The writer of 1 Chronicles traced humanity from Adam to David (1 Chronicles 1 and 2) by means of historical genealogy. If Adam was not a historical being then neither were all the people from Adam to David.
Job likened the hiding of his sin to Adam’s covering his sin (Job 31:33).
Luke traced Jesus’ genealogy (from Mary) back to Adam (Luke 3:38). If Adam was not a historical being then neither were all the people from Adam to Jesus. Jesus declared that “He who made them at the beginning ‘made them male and female,’ (Matthew 19:4).
Paul explained that the reason for death and condemnation was the representative, imputed guilt of Adam’s sin (Rom. 5:12-21).
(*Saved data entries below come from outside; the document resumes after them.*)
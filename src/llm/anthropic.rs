//! Anthropic Claude API client implementation
//!
//! Implements the TextGenerator trait for Anthropic's Messages API.

use async_trait::async_trait;
use reqwest::Client;
use serde::Deserialize;
use std::time::Duration;
use tracing::debug;

use super::{Completion, LlmError, StopReason, TextGenerator, TokenUsage};
use crate::config::LlmConfig;

/// Anthropic Claude API client
pub struct AnthropicClient {
    model: String,
    api_key: String,
    base_url: String,
    http: Client,
    max_tokens: u32,
}

impl AnthropicClient {
    /// Create a new client from configuration
    ///
    /// Reads the API key from the environment variable named in config.
    /// `max_tokens` is capped by the provider-level limit in config.
    pub fn from_config(config: &LlmConfig, max_tokens: u32) -> Result<Self, LlmError> {
        debug!(provider = %config.provider, model = %config.model, "from_config: called");
        let api_key = config
            .get_api_key()
            .map_err(|e| LlmError::Unavailable(e.to_string()))?;

        let timeout = Duration::from_millis(config.timeout_ms);

        let http = Client::builder().timeout(timeout).build().map_err(LlmError::Network)?;

        Ok(Self {
            model: config.model.clone(),
            api_key,
            base_url: config.base_url.clone(),
            http,
            max_tokens: max_tokens.min(config.max_tokens),
        })
    }

    /// Build the request body for the Anthropic API
    fn build_request_body(&self, prompt: &str) -> serde_json::Value {
        debug!(%self.model, %self.max_tokens, "build_request_body: called");
        serde_json::json!({
            "model": self.model,
            "max_tokens": self.max_tokens,
            "messages": [
                {
                    "role": "user",
                    "content": prompt,
                }
            ],
        })
    }

    /// Parse the Anthropic API response
    fn parse_response(&self, api_response: AnthropicResponse) -> Completion {
        debug!(?api_response.stop_reason, "parse_response: called");
        let text: String = api_response
            .content
            .into_iter()
            .filter_map(|block| match block {
                AnthropicContentBlock::Text { text } => Some(text),
                AnthropicContentBlock::Other => None,
            })
            .collect::<Vec<_>>()
            .join("");

        Completion {
            text: if text.is_empty() { None } else { Some(text) },
            stop_reason: StopReason::from_anthropic(&api_response.stop_reason),
            usage: TokenUsage {
                input_tokens: api_response.usage.input_tokens,
                output_tokens: api_response.usage.output_tokens,
            },
        }
    }
}

#[async_trait]
impl TextGenerator for AnthropicClient {
    async fn generate(&self, prompt: &str) -> Result<String, LlmError> {
        debug!(%self.model, prompt_len = prompt.len(), "generate: called");
        let url = format!("{}/v1/messages", self.base_url);
        let body = self.build_request_body(prompt);

        let response = self
            .http
            .post(url)
            .header("x-api-key", self.api_key.clone())
            .header("anthropic-version", "2023-06-01")
            .header("content-type", "application/json")
            .json(&body)
            .send()
            .await?;

        let status = response.status().as_u16();

        if status == 429 {
            debug!("generate: rate limited (429)");
            let retry_after = response
                .headers()
                .get("retry-after")
                .and_then(|v| v.to_str().ok())
                .and_then(|s| s.parse::<u64>().ok())
                .unwrap_or(60);

            return Err(LlmError::RateLimited {
                retry_after: Duration::from_secs(retry_after),
            });
        }

        if !response.status().is_success() {
            debug!(%status, "generate: API error");
            let text = response.text().await.unwrap_or_default();
            return Err(LlmError::ApiError { status, message: text });
        }

        debug!("generate: success");
        let api_response: AnthropicResponse = response.json().await?;
        self.parse_response(api_response).into_text()
    }
}

// Anthropic API response types

#[derive(Debug, Deserialize)]
struct AnthropicResponse {
    content: Vec<AnthropicContentBlock>,
    stop_reason: String,
    usage: AnthropicUsage,
}

#[derive(Debug, Deserialize)]
#[serde(tag = "type")]
enum AnthropicContentBlock {
    #[serde(rename = "text")]
    Text { text: String },
    #[serde(other)]
    Other,
}

#[derive(Debug, Deserialize)]
struct AnthropicUsage {
    input_tokens: u64,
    output_tokens: u64,
}
//! Destination filtering
//!
//! Narrows the catalog to destinations whose attributes agree with every
//! active preference that has a comparable attribute. All comparisons are
//! case-insensitive; a destination missing the compared attribute fails.

use async_trait::async_trait;
use tracing::{debug, info};

use super::Stage;
use crate::catalog::Catalog;
use crate::domain::{ConversationState, Destination, Preferences};

/// `wanted` is a substring of the destination region
fn region_matches(wanted: &str, dest: &Destination) -> bool {
    dest.region
        .as_deref()
        .is_some_and(|region| region.to_lowercase().contains(&wanted.to_lowercase()))
}

/// `wanted` is one of the destination tags
fn tag_matches(wanted: &str, dest: &Destination) -> bool {
    let wanted = wanted.to_lowercase();
    dest.tags.iter().any(|tag| tag.to_lowercase() == wanted)
}

/// `wanted` equals the attribute
fn attribute_equals(wanted: &str, attribute: Option<&str>) -> bool {
    attribute.is_some_and(|value| value.to_lowercase() == wanted.to_lowercase())
}

/// Check one destination against every comparable preference
pub fn matches(dest: &Destination, prefs: &Preferences) -> bool {
    let region_ok = [prefs.preferred_city.as_deref(), prefs.region.as_deref()]
        .into_iter()
        .flatten()
        .all(|wanted| region_matches(wanted, dest));

    let style_ok = [prefs.travel_style.as_deref(), prefs.interest.as_deref()]
        .into_iter()
        .flatten()
        .all(|wanted| tag_matches(wanted, dest));

    let budget_ok = prefs
        .budget
        .as_deref()
        .is_none_or(|wanted| attribute_equals(wanted, dest.budget.as_deref()));

    let travel_type_ok = prefs
        .travel_type
        .as_deref()
        .is_none_or(|wanted| attribute_equals(wanted, dest.travel_type.as_deref()));

    region_ok && style_ok && budget_ok && travel_type_ok
}

/// Ordered subsequence of `catalog` matching `prefs`
pub fn filter_destinations(prefs: &Preferences, catalog: &[Destination]) -> Vec<Destination> {
    debug!(catalog_size = catalog.len(), "filter_destinations: called");
    catalog.iter().filter(|dest| matches(dest, prefs)).cloned().collect()
}

/// Stage that replaces the suggestions with the filtered catalog
pub struct DestinationFilter {
    catalog: Catalog,
}

impl DestinationFilter {
    pub fn new(catalog: Catalog) -> Self {
        Self { catalog }
    }
}

#[async_trait]
impl Stage for DestinationFilter {
    fn name(&self) -> &'static str {
        "find_destinations"
    }

    async fn apply(&self, state: &mut ConversationState) {
        state.suggested_destinations = filter_destinations(&state.preferences, &self.catalog);
        info!(
            matches = state.suggested_destinations.len(),
            catalog_size = self.catalog.len(),
            "Filtered destinations"
        );
    }
}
Paul also explained that the external giving of the law was first with Adam and then with Moses. Those who were not given external law from Adam to Moses still had the sentence of death in them because of Adam’s sin. Paul explains, “death reigned from Adam to Moses” (Rom. 5:13). If Adam was not a historical being then neither was Moses.
Paul explained the solution to our deserved condemnation in the obedience of the second Adam, Jesus Christ (Rom. 5:12-21). He explicitly declared that the first Adam was a “type” of the second Adam. If Adam was not a historical being then neither was Jesus.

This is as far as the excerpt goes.